Menendez and Senator Cory Booker (DN.J.) have played a key role in pushing the legislation in the wake of the murder of the 20-year-old son of a New Jersey federal judge, Esther Salas, by a disgruntled attorney who left at her home in July 2020 with a gun. The bill is named in memory of Salas’ son, Daniel Anderl.
In advocating for the legislation, Menendez did not mention President Donald Trump’s verbal attacks on the judiciary or how they could set members of the public on fire, but said the aim of the legislation is to overturn the freedom of judges. rule without safeguarding fear or favor.
“This legislation is about championing the independence of our federal judiciary and the safety of all those who serve it,” Menendez said.
An initial proposal from federal court officials earlier this year raised concerns among some advocates of transparency and the First Amendment. The judiciary sought “limited criminal enforcement authority”, as well as proceedings to enforce the removal of information posted on the Internet about judges and their families.

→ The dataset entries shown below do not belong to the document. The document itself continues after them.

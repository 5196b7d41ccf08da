//! Record source backed by a PostgreSQL connection pool.
//!
//! The pool is created lazily at startup so an unreachable database never
//! stops the server from coming up; connection failures surface per request.
//! Each call acquires one pooled connection (pinged before use), runs the fixed
//! query on it and returns it to the pool when the guard drops, on every exit
//! path.

use std::time::Duration;

use async_trait::async_trait;
use futures::TryStreamExt;
use sqlx::postgres::{PgConnectOptions, PgPool, PgPoolOptions, PgSslMode};
use sqlx::FromRow;

use crate::config::{DatabaseConfig, SELECT_RECORDS};
use crate::record::Record;

/// Failure while loading records, split by the stage that failed.
#[derive(Debug, thiserror::Error)]
pub enum DbError {
    #[error("Database connection failed: {0}")]
    Connection(#[source] sqlx::Error),

    #[error("Query failed: {0}")]
    Query(#[source] sqlx::Error),

    #[error("Row decode failed: {0}")]
    Decode(#[source] sqlx::Error),
}

/// Source of the ordered record set served by the chart data endpoint.
#[async_trait]
pub trait RecordSource: Send + Sync {
    /// Returns every record ordered by id ascending, or nothing at all.
    async fn fetch_records(&self) -> Result<Vec<Record>, DbError>;
}

/// `RecordSource` reading `template_data` through a bounded pool.
#[derive(Clone)]
pub struct PgRecordSource {
    pool: PgPool,
}

impl PgRecordSource {
    pub fn new(pool: PgPool) -> Self {
        Self { pool }
    }

    /// Builds a lazily connecting pool from the database configuration.
    ///
    /// Must be called from within a tokio runtime.
    pub fn connect_lazy(config: &DatabaseConfig) -> Self {
        let pool = PgPoolOptions::new()
            .max_connections(config.max_connections)
            .acquire_timeout(Duration::from_secs(config.acquire_timeout_seconds))
            .test_before_acquire(true)
            .connect_lazy_with(connect_options(config));
        Self::new(pool)
    }
}

#[async_trait]
impl RecordSource for PgRecordSource {
    async fn fetch_records(&self) -> Result<Vec<Record>, DbError> {
        let mut conn = self.pool.acquire().await.map_err(DbError::Connection)?;

        let mut rows = sqlx::query(SELECT_RECORDS).fetch(&mut *conn);
        let mut records = Vec::new();
        while let Some(row) = rows.try_next().await.map_err(DbError::Query)? {
            records.push(Record::from_row(&row).map_err(DbError::Decode)?);
        }

        tracing::debug!(count = records.len(), "Fetched records");
        Ok(records)
    }
}

/// Connect options for the configured database. TLS is disabled.
///
/// Unset fields keep the driver defaults (`PGHOST`, `PGPORT`, ... env vars,
/// then `localhost:5432`).
pub fn connect_options(config: &DatabaseConfig) -> PgConnectOptions {
    let mut options = PgConnectOptions::new().ssl_mode(PgSslMode::Disable);
    if let Some(host) = &config.host {
        options = options.host(host);
    }
    if let Some(port) = config.port {
        options = options.port(port);
    }
    if let Some(user) = &config.user {
        options = options.username(user);
    }
    if let Some(password) = &config.password {
        options = options.password(password);
    }
    if let Some(name) = &config.name {
        options = options.database(name);
    }
    options
}

#[cfg(test)]
mod tests {
    use super::*;

    fn config(host: &str, port: u16) -> DatabaseConfig {
        DatabaseConfig {
            host: Some(host.to_string()),
            port: Some(port),
            user: Some("reader".to_string()),
            password: Some("secret".to_string()),
            name: Some("charts".to_string()),
            acquire_timeout_seconds: 1,
            ..DatabaseConfig::default()
        }
    }

    #[test]
    fn test_connect_options_use_configured_fields() {
        let options = connect_options(&config("db.internal", 6543));
        assert_eq!(options.get_host(), "db.internal");
        assert_eq!(options.get_port(), 6543);
        assert_eq!(options.get_username(), "reader");
        assert_eq!(options.get_database(), Some("charts"));
        assert!(matches!(options.get_ssl_mode(), PgSslMode::Disable));
    }

    #[tokio::test]
    async fn test_unreachable_database_is_connection_error() {
        // Nothing listens on port 1
        let source = PgRecordSource::connect_lazy(&config("127.0.0.1", 1));
        let err = source.fetch_records().await.unwrap_err();
        assert!(matches!(err, DbError::Connection(_)), "got {:?}", err);
    }
}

Critics criticized the breadth of information categories eligible for restriction, including things like credit card and vehicle registration plates, as well as the name of a judge’s spouse’s employer, addresses of primary and secondary residences, and links to clubs and religious groups.
Lawyers said it was difficult to see a public interest in discussing some of the details, such as credit card numbers, but they said the other links could expose conflicts of interest that could affect how a judge does his or her job.

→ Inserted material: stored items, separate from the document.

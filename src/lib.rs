//! chart-data-server: a read-only JSON API over the `template_data` table.
//!
//! A single endpoint, `GET /api/chart-data`, returns every row ordered by id in
//! a `{"status":"ok","data":[...]}` envelope. All responses carry permissive
//! CORS headers.

pub mod config;
pub mod db;
pub mod error;
pub mod middleware;
pub mod record;
pub mod routes;
pub mod state;

pub use error::AppError;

“People should be able to talk about whether a judge should resign because of some conflict of interest,” Professor Eugene Volokh at the University of California told POLITICO in September. “These are completely legitimate things that people can talk about.”
The current version of the legislation put forward by Menendez and Booker is not intended to limit the posting of online messages about religious and community groups to which a judge belongs, but it does include most of the other data requested by the judiciary to be able to limit. The proposal for criminal enforcement powers and fines for removal orders offenders are also missing from the current version of the bill, allowing a court to order a preliminary injunction and order an offender to pay unspecified “costs” as well as attorney fees. .
The New Jersey senators have also added an exemption from disclosure of that information when it is “relevant to and displayed as part of a news story, commentary, editorial, or other speech on a matter of public interest.”
Menendez said on the Senate floor that the changes were the product of discussions with various officials and organizations, including the American Civil Liberties Union.
“Together, we have carefully updated the legislative language to uphold the right of the press to report on matters of public interest in the First Amendment and balance that right with our urgent need to improve the safety of federal judges and their families protect, ”said Menendez.
While the ACLU welcomed the changes, the group said in a letter to lawmakers last week that it does not endorse or oppose the legislation for the time being, and warned of a potentially chilling effect.
“We remain concerned that the bill remains vulnerable to constitutional challenges. We believe it is up to us to explain these concerns, although we do not take a formal position on them [the bill] right now, ”the letter said. “The first amendment protects speech in general and not only when it relates to matters of general interest” noting that the legislation “could lead to speakers being self-censored.”
The revised legislation continues to create a system in which federal judges can be asked to decide whether their colleagues’ personal information was invoked in a debate “on a matter of public interest” or irrelevant to such a discussion. And while the bill applies explicitly to social media posts, it’s unclear how the exception would work in the case of short-message sites like Twitter, where information about a judge could be posted without much additional context in the same post. .
The bill would allow judges to compile lists of personal information they wish to restrict and submit it to Washington court officials, who would then search social media and Internet sites for such information. Court administrators could issue removal orders on behalf of the judges.
While calling for legislation for lawmakers, Paul said he suspected Menendez and others would empathize. “I don’t know about you, but routinely the sheriff and the police have to come to our house for threats to my house and I’m not alone,” said Paul. The Kentucky junior senator also complained of aerial coverage of his home.
They posted … a satellite photo of my house on the nightly news. You know, basically indicating where every madman in the world can go to find my home. So I mean, we have to do something, ”said Paul.
An accompanying bill was filed in October by Rep. Mikie Sherrill (DN.J.) and is pending before the House Judiciary Committee.